Care must be taken when performing tooth extraction in patients receiving long-term oral BP therapy and in those with a high cumulative dosage despite a low daily dose. The present results suggest that the effect of BP administration for “more than 5 years” should be considered; this is also the time at which reassessment of oral BP administration is recommended by the Task Force of the ASBMR [13]. Although it is uncertain how effective a short-term BP drug holiday would be considering bone physiology and the pharmacokinetics of BP, it may be valuable to consider a drug holiday in high-risk patients, such as those who have taken oral BP for more than 5 years.

The present study had some limitations.

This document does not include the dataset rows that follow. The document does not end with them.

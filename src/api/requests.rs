//! Request bodies accepted by the HTTP API and their validation

use crate::subscription::{Subscription, SubscriptionTemplate};
use serde::Deserialize;
use serde_json::{Map, Value};
use std::collections::BTreeMap;

pub const ALLOWED_METHODS: [&str; 5] = ["GET", "POST", "PUT", "PATCH", "DELETE"];

/// Body of subscription create/update requests
#[derive(Debug, Clone, Default, Deserialize)]
#[serde(rename_all = "camelCase")]
pub struct SubscriptionRequest {
    #[serde(default)]
    pub name: String,
    #[serde(default)]
    pub topic: String,
    #[serde(default)]
    pub extract: BTreeMap<String, String>,
    #[serde(default)]
    pub filter: String,
    #[serde(default)]
    pub method: String,
    #[serde(default)]
    pub url: String,
    #[serde(default)]
    pub headers: BTreeMap<String, String>,
    #[serde(default, alias = "bodyTemplate")]
    pub body: String,
    /// On update: replace the subscription with a fresh instance of this template
    pub subscription_template_id: Option<String>,
    #[serde(default)]
    pub subscription_template_parameters: Map<String, Value>,
}

impl SubscriptionRequest {
    pub fn validate(&self) -> Result<(), Vec<String>> {
        let mut errors = Vec::new();
        require(&mut errors, "name", &self.name);
        require(&mut errors, "topic", &self.topic);
        require_method(&mut errors, &self.method);
        require(&mut errors, "url", &self.url);
        finish(errors)
    }

    pub fn into_subscription(self, id: String) -> Subscription {
        Subscription {
            id,
            name: self.name,
            topic: self.topic,
            extract: self.extract,
            filter: self.filter,
            method: self.method,
            url: self.url,
            headers: self.headers,
            body_template: self.body,
            template_id: None,
            template_parameters: Map::new(),
        }
    }
}

/// Body of subscription template create/update requests
#[derive(Debug, Clone, Default, Deserialize)]
#[serde(rename_all = "camelCase")]
pub struct SubscriptionTemplateRequest {
    #[serde(flatten)]
    pub fields: SubscriptionRequest,
    pub required_parameters: Option<Vec<String>>,
}

impl SubscriptionTemplateRequest {
    pub fn validate(&self) -> Result<(), Vec<String>> {
        let mut errors = match self.fields.validate() {
            Ok(()) => Vec::new(),
            Err(errors) => errors,
        };
        if self.required_parameters.is_none() {
            errors.push(blank("requiredParameters"));
        }
        finish(errors)
    }

    pub fn into_template(self, id: String) -> SubscriptionTemplate {
        let required_parameters = self
            .required_parameters
            .unwrap_or_default()
            .into_iter()
            .map(|p| p.trim().to_string())
            .filter(|p| !p.is_empty())
            .collect();
        SubscriptionTemplate {
            subscription: self.fields.into_subscription(id),
            required_parameters,
        }
    }
}

/// Body of `POST /subscription-templates/{id}/subscriptions`
#[derive(Debug, Clone, Default, Deserialize)]
pub struct InstantiateRequest {
    #[serde(default)]
    pub parameters: Map<String, Value>,
}

#[derive(Debug, Clone, Default, Deserialize)]
pub struct GlobalParameterRequest {
    #[serde(default)]
    pub parameter: String,
    #[serde(default)]
    pub value: String,
}

impl GlobalParameterRequest {
    pub fn validate(&self) -> Result<(), Vec<String>> {
        let mut errors = Vec::new();
        require(&mut errors, "parameter", &self.parameter);
        require(&mut errors, "value", &self.value);
        finish(errors)
    }
}

#[derive(Debug, Clone, PartialEq, Eq, Deserialize)]
#[serde(rename_all = "lowercase")]
pub enum ValidationType {
    Jsonata,
    Template,
}

#[derive(Debug, Clone, Deserialize)]
pub struct ValidationRequest {
    #[serde(rename = "type")]
    pub validation_type: ValidationType,
    #[serde(default)]
    pub subject: String,
}

fn blank(field: &str) -> String {
    format!("Field '{field}' cannot be blank")
}

fn require(errors: &mut Vec<String>, field: &str, value: &str) {
    if value.trim().is_empty() {
        errors.push(blank(field));
    }
}

fn require_method(errors: &mut Vec<String>, method: &str) {
    if method.trim().is_empty() {
        errors.push(blank("method"));
    } else if !ALLOWED_METHODS.contains(&method) {
        errors.push(format!(
            "Field 'method' must be one of {}",
            ALLOWED_METHODS.join(" ")
        ));
    }
}

fn finish(errors: Vec<String>) -> Result<(), Vec<String>> {
    if errors.is_empty() {
        Ok(())
    } else {
        Err(errors)
    }
}

#[cfg(test)]
mod tests {
    use super::*;
    use serde_json::json;

    #[test]
    fn test_subscription_request_validation() {
        let request: SubscriptionRequest = serde_json::from_value(json!({
            "name": "Button",
            "topic": "zigbee2mqtt/button",
            "method": "POST",
            "url": "http://localhost/hook",
            "body": "{{ meta.payload }}"
        }))
        .unwrap();
        assert!(request.validate().is_ok());

        let sub = request.into_subscription("abc".into());
        assert_eq!(sub.id, "abc");
        assert_eq!(sub.body_template, "{{ meta.payload }}");
    }

    #[test]
    fn test_validation_lists_every_problem() {
        let request: SubscriptionRequest =
            serde_json::from_value(json!({"method": "TRACE"})).unwrap();
        let errors = request.validate().unwrap_err();
        assert_eq!(
            errors,
            vec![
                "Field 'name' cannot be blank",
                "Field 'topic' cannot be blank",
                "Field 'method' must be one of GET POST PUT PATCH DELETE",
                "Field 'url' cannot be blank",
            ]
        );
    }

    #[test]
    fn test_template_request_requires_parameter_list() {
        let request: SubscriptionTemplateRequest = serde_json::from_value(json!({
            "name": "Button {{tpl.id}}",
            "topic": "buttons/{{tpl.id}}",
            "method": "POST",
            "url": "http://localhost/hook",
            "bodyTemplate": "{}"
        }))
        .unwrap();
        assert_eq!(
            request.validate().unwrap_err(),
            vec!["Field 'requiredParameters' cannot be blank"]
        );

        let mut request = request;
        request.required_parameters = Some(vec!["id".into(), " ".into()]);
        assert!(request.validate().is_ok());
        let template = request.into_template("t1".into());
        assert_eq!(template.subscription.body_template, "{}");
        assert_eq!(template.required_parameters.len(), 1);
    }

    #[test]
    fn test_validation_type_parsing() {
        let request: ValidationRequest =
            serde_json::from_value(json!({"type": "jsonata", "subject": "a = 1"})).unwrap();
        assert_eq!(request.validation_type, ValidationType::Jsonata);
        assert!(serde_json::from_value::<ValidationRequest>(json!({"type": "xml"})).is_err());
    }
}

Our study was prospective, but did not include a non-BP-treated control group. As BRONJ is associated with various systemic and local risk factors, we cannot make definitive conclusions about BRONJ development from the present results alone due to the relatively small sample size; however, there were no occurrences of BRONJ using our treatment strategy. Furthermore, the occurrence of ONJ is not related solely to BP administration and has been reported in patients receiving denosumab, leading to the recent introduction of the terms “medication-related osteonecrosis of the jaw” and “antiresorptive agent-related osteonecrosis of the jaw” [11, 12, 30, 36]. We plan to conduct a similar study on tooth extraction with continuous administration of denosumab.

Conclusion

In patients who underwent tooth extraction with continued oral BP therapy, the healing of the extraction socket was delayed as the cumulative administration period prolonged, but BRONJ did not develop.